I'd agree with @samplereality. The Federative model and its implementation in ActivityPub and the Mastodon UI and API constitute a significant paradigm shift. That there are fields for CW and choices about visibility from the start are significant, as is the choice to eschew non-temporal weighting in timelines. All this creating a heterarchical environment where heterogeneity, niche interests, variant cultures, etc. can experiment and develop.

@ryancordell

@samplereality @ryancordell

Will academic institutions or their components set up their own instances?

Will scholarly communities congregate in instances, as some #histodons have been discussing?

Will easy account transfer from instance to instance allow project-or-discipline-oriented instances to wax and wane with less fallout that abandoned blogs and websites?

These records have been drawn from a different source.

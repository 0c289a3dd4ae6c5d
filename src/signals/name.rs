//! # Signal names and naming schemes.
//!
//! A [`SignalName`] is an opaque, namespaced string. Each bus carries exactly
//! one [`SignalNames`] scheme: five names, one per [`LifecyclePhase`].
//!
//! ## Stable names
//! | Phase               | Emulated                                        | Native                                    |
//! |---------------------|-------------------------------------------------|-------------------------------------------|
//! | DidFinishLaunching  | `dev.lifecast.application.didFinishLaunching`   | `platform.application.didFinishLaunching` |
//! | DidBecomeActive     | `dev.lifecast.application.didBecomeActive`      | `platform.application.didBecomeActive`    |
//! | WillResignActive    | `dev.lifecast.application.willResignActive`     | `platform.application.willResignActive`   |
//! | WillEnterForeground | `dev.lifecast.application.willEnterForeground`  | `platform.application.willEnterForeground`|
//! | DidEnterBackground  | `dev.lifecast.application.didEnterBackground`   | `platform.application.didEnterBackground` |
//!
//! External code may post the emulated names directly; they will not change.

use std::borrow::Borrow;
use std::fmt;
use std::sync::Arc;

use crate::lifecycle::LifecyclePhase;

/// Opaque signal identifier.
#[derive(Clone, PartialEq, Eq, Hash, PartialOrd, Ord)]
pub struct SignalName(Arc<str>);

impl SignalName {
    /// Creates a signal name.
    pub fn new(name: impl Into<Arc<str>>) -> Self {
        Self(name.into())
    }

    /// String form.
    #[inline]
    pub fn as_str(&self) -> &str {
        &self.0
    }
}

impl From<&str> for SignalName {
    fn from(name: &str) -> Self {
        Self::new(name)
    }
}

impl From<String> for SignalName {
    fn from(name: String) -> Self {
        Self::new(name)
    }
}

impl Borrow<str> for SignalName {
    fn borrow(&self) -> &str {
        &self.0
    }
}

impl fmt::Display for SignalName {
    fn fmt(&self, f: &mut fmt::Formatter<'_>) -> fmt::Result {
        f.write_str(&self.0)
    }
}

impl fmt::Debug for SignalName {
    fn fmt(&self, f: &mut fmt::Formatter<'_>) -> fmt::Result {
        write!(f, "{:?}", &*self.0)
    }
}

/// Namespace prefix of the emulated bus.
pub const EMULATED_PREFIX: &str = "dev.lifecast.application";
/// Namespace prefix of the native bus.
pub const NATIVE_PREFIX: &str = "platform.application";

/// Naming scheme of one bus: one signal name per phase.
#[derive(Clone, Debug, PartialEq, Eq)]
pub struct SignalNames {
    did_finish_launching: SignalName,
    did_become_active: SignalName,
    will_resign_active: SignalName,
    will_enter_foreground: SignalName,
    did_enter_background: SignalName,
}

impl SignalNames {
    /// Builds a scheme by prefixing the event names with `prefix`.
    pub fn with_prefix(prefix: &str) -> Self {
        let name = |event: &str| SignalName::new(format!("{prefix}.{event}"));
        Self {
            did_finish_launching: name("didFinishLaunching"),
            did_become_active: name("didBecomeActive"),
            will_resign_active: name("willResignActive"),
            will_enter_foreground: name("willEnterForeground"),
            did_enter_background: name("didEnterBackground"),
        }
    }

    /// Builds a scheme from explicit names, in [`LifecyclePhase::ALL`] order.
    ///
    /// Uniqueness is checked when a dispatcher subscribes, not here.
    pub fn from_names(names: [SignalName; 5]) -> Self {
        let [
            did_finish_launching,
            did_become_active,
            will_resign_active,
            will_enter_foreground,
            did_enter_background,
        ] = names;
        Self {
            did_finish_launching,
            did_become_active,
            will_resign_active,
            will_enter_foreground,
            did_enter_background,
        }
    }

    /// Scheme carried by [`EmulatedBus`](crate::EmulatedBus).
    pub fn emulated() -> Self {
        Self::with_prefix(EMULATED_PREFIX)
    }

    /// Scheme carried by [`NativeBus`](crate::NativeBus).
    pub fn native() -> Self {
        Self::with_prefix(NATIVE_PREFIX)
    }

    /// Signal name of `phase`.
    pub fn get(&self, phase: LifecyclePhase) -> &SignalName {
        match phase {
            LifecyclePhase::DidFinishLaunching => &self.did_finish_launching,
            LifecyclePhase::DidBecomeActive => &self.did_become_active,
            LifecyclePhase::WillResignActive => &self.will_resign_active,
            LifecyclePhase::WillEnterForeground => &self.will_enter_foreground,
            LifecyclePhase::DidEnterBackground => &self.did_enter_background,
        }
    }

    /// Iterates `(phase, name)` pairs in [`LifecyclePhase::ALL`] order.
    pub fn iter(&self) -> impl Iterator<Item = (LifecyclePhase, &SignalName)> + '_ {
        LifecyclePhase::ALL.into_iter().map(move |p| (p, self.get(p)))
    }
}
//! Inventory domain module (event-sourced).
//!
//! Reservations are recorded as facts; the resulting stock level is derived by
//! projections, never stored on an aggregate.

pub mod reservation;

pub use reservation::{InventoryReserved, ReserveInventory};
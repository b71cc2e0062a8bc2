use std::sync::Arc;

use thiserror::Error;

use happyfactory_core::DomainError;
use happyfactory_events::{Event, Subscriber, SubscriptionToken};

/// Event store operation error.
///
/// Only malformed input and lock failures are reported here. Subscriber
/// failures are contained inside the store and never surface to the caller.
#[derive(Debug, Error)]
pub enum EventStoreError {
    /// The event failed its invariant re-check; nothing was appended.
    #[error(transparent)]
    InvalidArgument(#[from] DomainError),

    /// An internal lock was poisoned by a panic while it was held.
    #[error("event store lock poisoned: {0}")]
    Poisoned(&'static str),
}

/// Append-only, in-order event log with synchronous fan-out.
///
/// ## Append Semantics
///
/// `append()` / `append_batch()`:
/// - Validate every event first (an invalid event rejects the whole call)
/// - Insert at the tail under exclusive access (a batch is inserted as one unit)
/// - Release the lock, then notify every current subscriber, event by event,
///   in subscription order
///
/// The total order of the log is the order in which concurrent appenders
/// acquire the lock. Nothing else is promised.
///
/// ## Read Semantics
///
/// `get_all()` returns a point-in-time copy. Later appends never affect a
/// snapshot that was already returned.
pub trait EventStore<E: Event>: Send + Sync {
    /// Append one event. Returns the number of events written.
    fn append(&self, event: E) -> Result<usize, EventStoreError>;

    /// Append a batch atomically, then notify event by event.
    fn append_batch(&self, events: Vec<E>) -> Result<usize, EventStoreError>;

    /// Register a subscriber for every future append (history is not delivered).
    fn subscribe(&self, subscriber: Arc<dyn Subscriber<E>>) -> Result<SubscriptionToken, EventStoreError>;

    /// Remove a subscriber. Idempotent; returns whether anything was removed.
    fn unsubscribe(&self, token: SubscriptionToken) -> Result<bool, EventStoreError>;

    /// Snapshot of the full log in append order.
    fn get_all(&self) -> Result<Vec<E>, EventStoreError>;
}

impl<E, S> EventStore<E> for Arc<S>
where
    E: Event,
    S: EventStore<E> + ?Sized,
{
    fn append(&self, event: E) -> Result<usize, EventStoreError> {
        (**self).append(event)
    }

    fn append_batch(&self, events: Vec<E>) -> Result<usize, EventStoreError> {
        (**self).append_batch(events)
    }

    fn subscribe(&self, subscriber: Arc<dyn Subscriber<E>>) -> Result<SubscriptionToken, EventStoreError> {
        (**self).subscribe(subscriber)
    }

    fn unsubscribe(&self, token: SubscriptionToken) -> Result<bool, EventStoreError> {
        (**self).unsubscribe(token)
    }

    fn get_all(&self) -> Result<Vec<E>, EventStoreError> {
        (**self).get_all()
    }
}
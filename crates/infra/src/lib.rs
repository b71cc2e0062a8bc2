//! Infrastructure layer: event store, read model, projections, command handling.

pub mod command_handler;
pub mod config;
pub mod event;
pub mod event_store;
pub mod projections;
pub mod read_model;
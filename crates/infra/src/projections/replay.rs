//! Replay reporting for rebuilding the read model from the event log.

use serde::Serialize;
use tokio::task::JoinHandle;

use super::ProjectionError;

/// Outcome of replaying a batch of historical events.
#[derive(Debug, Copy, Clone, Default, PartialEq, Eq, Serialize)]
pub struct ReplayReport {
    /// Events projected without error (including skipped and ignored ones).
    pub succeeded: u64,
    /// Events whose projection failed; they are logged and counted, not retried.
    pub failed: u64,
}

impl ReplayReport {
    pub fn total(&self) -> u64 {
        self.succeeded + self.failed
    }
}

/// Handle for a replay running in the background.
///
/// Dropping the handle detaches the replay; it still runs to completion.
#[derive(Debug)]
pub struct ReplayHandle {
    join: JoinHandle<ReplayReport>,
}

impl ReplayHandle {
    pub(crate) fn new(join: JoinHandle<ReplayReport>) -> Self {
        Self { join }
    }

    pub fn is_finished(&self) -> bool {
        self.join.is_finished()
    }

    /// Wait for the replay to complete.
    pub async fn wait(self) -> Result<ReplayReport, ProjectionError> {
        self.join
            .await
            .map_err(|err| ProjectionError::ReplayAborted(err.to_string()))
    }
}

Carrie Shanafelt (@[email protected])

@[email protected] Yes, mastodon.social is really overcrowded! Any #histodons with an interest in the 18th century are welcome on my fast new little instance, c18.masto.host! I found it very easy to set up and not too expensive for a midsized server. Migration instructions: https://c18.masto.host/@carrideen/109263805567073435

Mastodon
@telliott @samplereality @ryancordell Hmmm, this tendency toward siloing on Mastodon is tough on interdisciplinarians. I must say, I built up a Twitter feed I enjoy, full of academics and non-academics doing interesting things, and I'm staying active over there as well until it burns up.
@JenProf @telliott @ryancordell Agreed about the problem of siloing!
@telliott On one hand, I like the idea of scholarly communities building their own home/instance. OTOH, I'm wary of joining such an instance and then feeling constrained about what I ought to be posting. I already moved from scholar.social after finding its rules to be too button-downed for me.

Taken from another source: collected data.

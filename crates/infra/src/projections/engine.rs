//! Projection engine: keeps the read model in step with the event store.
//!
//! - Subscribes to the store and projects every live event on a spawned task
//! - Replays the log snapshot taken at start, off the async workers
//! - Contains every per-event error or panic; the engine stays subscribed

use std::panic::{AssertUnwindSafe, catch_unwind};
use std::sync::atomic::{AtomicU64, Ordering};
use std::sync::{Arc, Mutex, PoisonError, Weak};

use serde::Serialize;
use tokio::runtime::Handle;
use tracing::{error, info, warn};

use happyfactory_events::{Event, Subscriber, SubscriberError, SubscriptionToken, panic_message};

use crate::config::ProjectionConfig;
use crate::event::DomainEvent;
use crate::event_store::EventStore;
use crate::read_model::ReadModelStore;

use super::handlers::{ProjectionOutcome, apply_event};
use super::replay::{ReplayHandle, ReplayReport};
use super::ProjectionError;

/// Lifecycle state of a [`ProjectionEngine`].
#[derive(Debug, Copy, Clone, PartialEq, Eq, Serialize)]
#[serde(rename_all = "snake_case")]
pub enum ProjectionState {
    Stopped,
    Starting,
    Running,
    Stopping,
}

impl core::fmt::Display for ProjectionState {
    fn fmt(&self, f: &mut core::fmt::Formatter<'_>) -> core::fmt::Result {
        let s = match self {
            ProjectionState::Stopped => "stopped",
            ProjectionState::Starting => "starting",
            ProjectionState::Running => "running",
            ProjectionState::Stopping => "stopping",
        };
        f.write_str(s)
    }
}

/// Counters of per-event outcomes since construction.
#[derive(Debug, Copy, Clone, Default, PartialEq, Eq, Serialize)]
pub struct ProjectionStats {
    pub applied: u64,
    pub skipped: u64,
    pub ignored: u64,
    pub failed: u64,
}

#[derive(Debug, Default)]
struct Counters {
    applied: AtomicU64,
    skipped: AtomicU64,
    ignored: AtomicU64,
    failed: AtomicU64,
}

impl Counters {
    fn record(&self, result: &Result<ProjectionOutcome, ProjectionError>) {
        let counter = match result {
            Ok(ProjectionOutcome::Applied) => &self.applied,
            Ok(ProjectionOutcome::Skipped) => &self.skipped,
            Ok(ProjectionOutcome::Ignored) => &self.ignored,
            Err(_) => &self.failed,
        };
        counter.fetch_add(1, Ordering::Relaxed);
    }

    fn snapshot(&self) -> ProjectionStats {
        ProjectionStats {
            applied: self.applied.load(Ordering::Relaxed),
            skipped: self.skipped.load(Ordering::Relaxed),
            ignored: self.ignored.load(Ordering::Relaxed),
            failed: self.failed.load(Ordering::Relaxed),
        }
    }
}

#[derive(Debug)]
struct Lifecycle {
    state: ProjectionState,
    subscription: Option<SubscriptionToken>,
}

struct EngineInner<S, R> {
    config: ProjectionConfig,
    store: S,
    read_model: R,
    runtime: Handle,
    lifecycle: Mutex<Lifecycle>,
    counters: Counters,
}

impl<S, R> EngineInner<S, R>
where
    S: EventStore<DomainEvent> + 'static,
    R: ReadModelStore + 'static,
{
    fn apply(&self, event: &DomainEvent) -> Result<ProjectionOutcome, ProjectionError> {
        let result = catch_unwind(AssertUnwindSafe(|| apply_event(&self.read_model, event)))
            .unwrap_or_else(|payload| Err(ProjectionError::Panicked(panic_message(&*payload))));
        self.counters.record(&result);
        result
    }

    /// Apply and log; never propagates. Returns whether the event projected cleanly.
    fn project(&self, event: &DomainEvent) -> bool {
        match self.apply(event) {
            Ok(_) => true,
            Err(err) => {
                error!(
                    projection = %self.config.name,
                    event_type = event.event_type(),
                    error = %err,
                    "error projecting event"
                );
                false
            }
        }
    }

    fn replay(&self, events: Vec<DomainEvent>) -> ReplayReport {
        info!(projection = %self.config.name, count = events.len(), "replaying existing events into read model");

        let mut report = ReplayReport::default();
        for event in &events {
            if self.project(event) {
                report.succeeded += 1;
            } else {
                report.failed += 1;
            }
        }

        info!(
            projection = %self.config.name,
            succeeded = report.succeeded,
            failed = report.failed,
            "replay finished"
        );
        report
    }

    fn set_state(&self, state: ProjectionState) -> Result<(), ProjectionError> {
        let mut lifecycle = self.lifecycle.lock().map_err(|_| ProjectionError::Poisoned)?;
        lifecycle.state = state;
        Ok(())
    }
}

/// Store subscriber that hands each live event to a spawned task.
struct LiveSubscriber<S, R> {
    engine: Weak<EngineInner<S, R>>,
}

impl<S, R> Subscriber<DomainEvent> for LiveSubscriber<S, R>
where
    S: EventStore<DomainEvent> + 'static,
    R: ReadModelStore + 'static,
{
    fn on_event(&self, event: &DomainEvent) -> Result<(), SubscriberError> {
        let Some(engine) = self.engine.upgrade() else {
            return Ok(());
        };
        let event = event.clone();
        let runtime = engine.runtime.clone();
        runtime.spawn(async move {
            engine.project(&event);
        });
        Ok(())
    }
}

/// Subscribes to an [`EventStore`] and projects its events into a [`ReadModelStore`].
///
/// Live delivery is fire-and-forget: the store's callback returns as soon as a
/// task is spawned on the runtime captured at construction, so events appended
/// concurrently may be projected out of order.
pub struct ProjectionEngine<S, R>
where
    S: EventStore<DomainEvent> + 'static,
    R: ReadModelStore + 'static,
{
    inner: Arc<EngineInner<S, R>>,
}

impl<S, R> ProjectionEngine<S, R>
where
    S: EventStore<DomainEvent> + 'static,
    R: ReadModelStore + 'static,
{
    pub fn new(store: S, read_model: R, runtime: Handle, config: ProjectionConfig) -> Self {
        Self {
            inner: Arc::new(EngineInner {
                config,
                store,
                read_model,
                runtime,
                lifecycle: Mutex::new(Lifecycle {
                    state: ProjectionState::Stopped,
                    subscription: None,
                }),
                counters: Counters::default(),
            }),
        }
    }

    pub fn name(&self) -> &str {
        &self.inner.config.name
    }

    pub fn read_model(&self) -> &R {
        &self.inner.read_model
    }

    pub fn state(&self) -> ProjectionState {
        self.inner
            .lifecycle
            .lock()
            .unwrap_or_else(PoisonError::into_inner)
            .state
    }

    pub fn stats(&self) -> ProjectionStats {
        self.inner.counters.snapshot()
    }

    /// Subscribe to the store, then replay the log snapshot in the background.
    ///
    /// Events appended between subscribing and taking the snapshot are seen by
    /// both paths.
    pub fn start(&self) -> Result<ReplayHandle, ProjectionError> {
        {
            let mut lifecycle = self.inner.lifecycle.lock().map_err(|_| ProjectionError::Poisoned)?;
            if lifecycle.state != ProjectionState::Stopped {
                return Err(ProjectionError::InvalidState {
                    action: "start",
                    state: lifecycle.state,
                });
            }
            lifecycle.state = ProjectionState::Starting;
        }
        info!(projection = %self.inner.config.name, "projection engine starting and subscribing to event store");

        let history = match self.subscribe_and_snapshot() {
            Ok(history) => history,
            Err(err) => {
                self.inner.set_state(ProjectionState::Stopped)?;
                return Err(err);
            }
        };

        let engine = Arc::clone(&self.inner);
        let join = self.inner.runtime.spawn_blocking(move || engine.replay(history));
        Ok(ReplayHandle::new(join))
    }

    fn subscribe_and_snapshot(&self) -> Result<Vec<DomainEvent>, ProjectionError> {
        let subscriber: Arc<dyn Subscriber<DomainEvent>> = Arc::new(LiveSubscriber {
            engine: Arc::downgrade(&self.inner),
        });
        let token = self.inner.store.subscribe(subscriber)?;

        let history = if self.inner.config.replay_on_start {
            match self.inner.store.get_all() {
                Ok(history) => history,
                Err(err) => {
                    if let Err(unsub_err) = self.inner.store.unsubscribe(token) {
                        warn!(
                            projection = %self.inner.config.name,
                            error = %unsub_err,
                            "failed to unsubscribe after snapshot error"
                        );
                    }
                    return Err(err.into());
                }
            }
        } else {
            Vec::new()
        };

        let mut lifecycle = self.inner.lifecycle.lock().map_err(|_| ProjectionError::Poisoned)?;
        lifecycle.subscription = Some(token);
        lifecycle.state = ProjectionState::Running;
        Ok(history)
    }

    /// Unsubscribe from the store. In-flight tasks are not cancelled.
    pub fn stop(&self) -> Result<(), ProjectionError> {
        let token = {
            let mut lifecycle = self.inner.lifecycle.lock().map_err(|_| ProjectionError::Poisoned)?;
            match lifecycle.state {
                ProjectionState::Stopped => return Ok(()),
                ProjectionState::Running => {
                    lifecycle.state = ProjectionState::Stopping;
                    lifecycle.subscription.take()
                }
                state => {
                    return Err(ProjectionError::InvalidState { action: "stop", state });
                }
            }
        };
        info!(projection = %self.inner.config.name, "projection engine stopping and unsubscribing from event store");

        let unsubscribed = match token {
            Some(token) => self.inner.store.unsubscribe(token).map(|_| ()),
            None => Ok(()),
        };
        self.inner.set_state(ProjectionState::Stopped)?;
        unsubscribed.map_err(Into::into)
    }

    /// Project one event synchronously, counting its outcome.
    pub fn apply(&self, event: &DomainEvent) -> Result<ProjectionOutcome, ProjectionError> {
        self.inner.apply(event)
    }

    /// Clear the read model and re-apply the full log on the calling thread.
    ///
    /// Only a stopped engine can rebuild; the lifecycle stays locked until the
    /// replay finishes, so `start` cannot subscribe halfway through.
    pub fn rebuild(&self) -> Result<ReplayReport, ProjectionError> {
        let lifecycle = self.inner.lifecycle.lock().map_err(|_| ProjectionError::Poisoned)?;
        if lifecycle.state != ProjectionState::Stopped {
            return Err(ProjectionError::InvalidState {
                action: "rebuild",
                state: lifecycle.state,
            });
        }

        let events = self.inner.store.get_all()?;
        self.inner.read_model.clear();
        let report = self.inner.replay(events);
        drop(lifecycle);
        Ok(report)
    }
}

impl<S, R> Drop for ProjectionEngine<S, R>
where
    S: EventStore<DomainEvent> + 'static,
    R: ReadModelStore + 'static,
{
    fn drop(&mut self) {
        if let Err(err) = self.stop() {
            error!(projection = %self.inner.config.name, error = %err, "failed to stop projection engine on drop");
        }
    }
}

impl<S, R> core::fmt::Debug for ProjectionEngine<S, R>
where
    S: EventStore<DomainEvent> + 'static,
    R: ReadModelStore + 'static,
{
    fn fmt(&self, f: &mut core::fmt::Formatter<'_>) -> core::fmt::Result {
        f.debug_struct("ProjectionEngine")
            .field("name", &self.inner.config.name)
            .field("state", &self.state())
            .field("stats", &self.stats())
            .finish_non_exhaustive()
    }
}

@samplereality It's an interesting aspect of the whole thing isn't it? There's several folks in the fediverse who maintain two or more accounts, each with a different emphasis. I just had a follow, for example, from an account that's one of five operated by a person and that one is "exclusively for shitposting".

I'm feeling some constraints at scholar.social, but so far I think visibility levels are all I feel I need to manage varying types of discourse. But we'll see.

@samplereality @telliott @ryancordell I don’t think I would want to be part of an institutional instance here in Florida.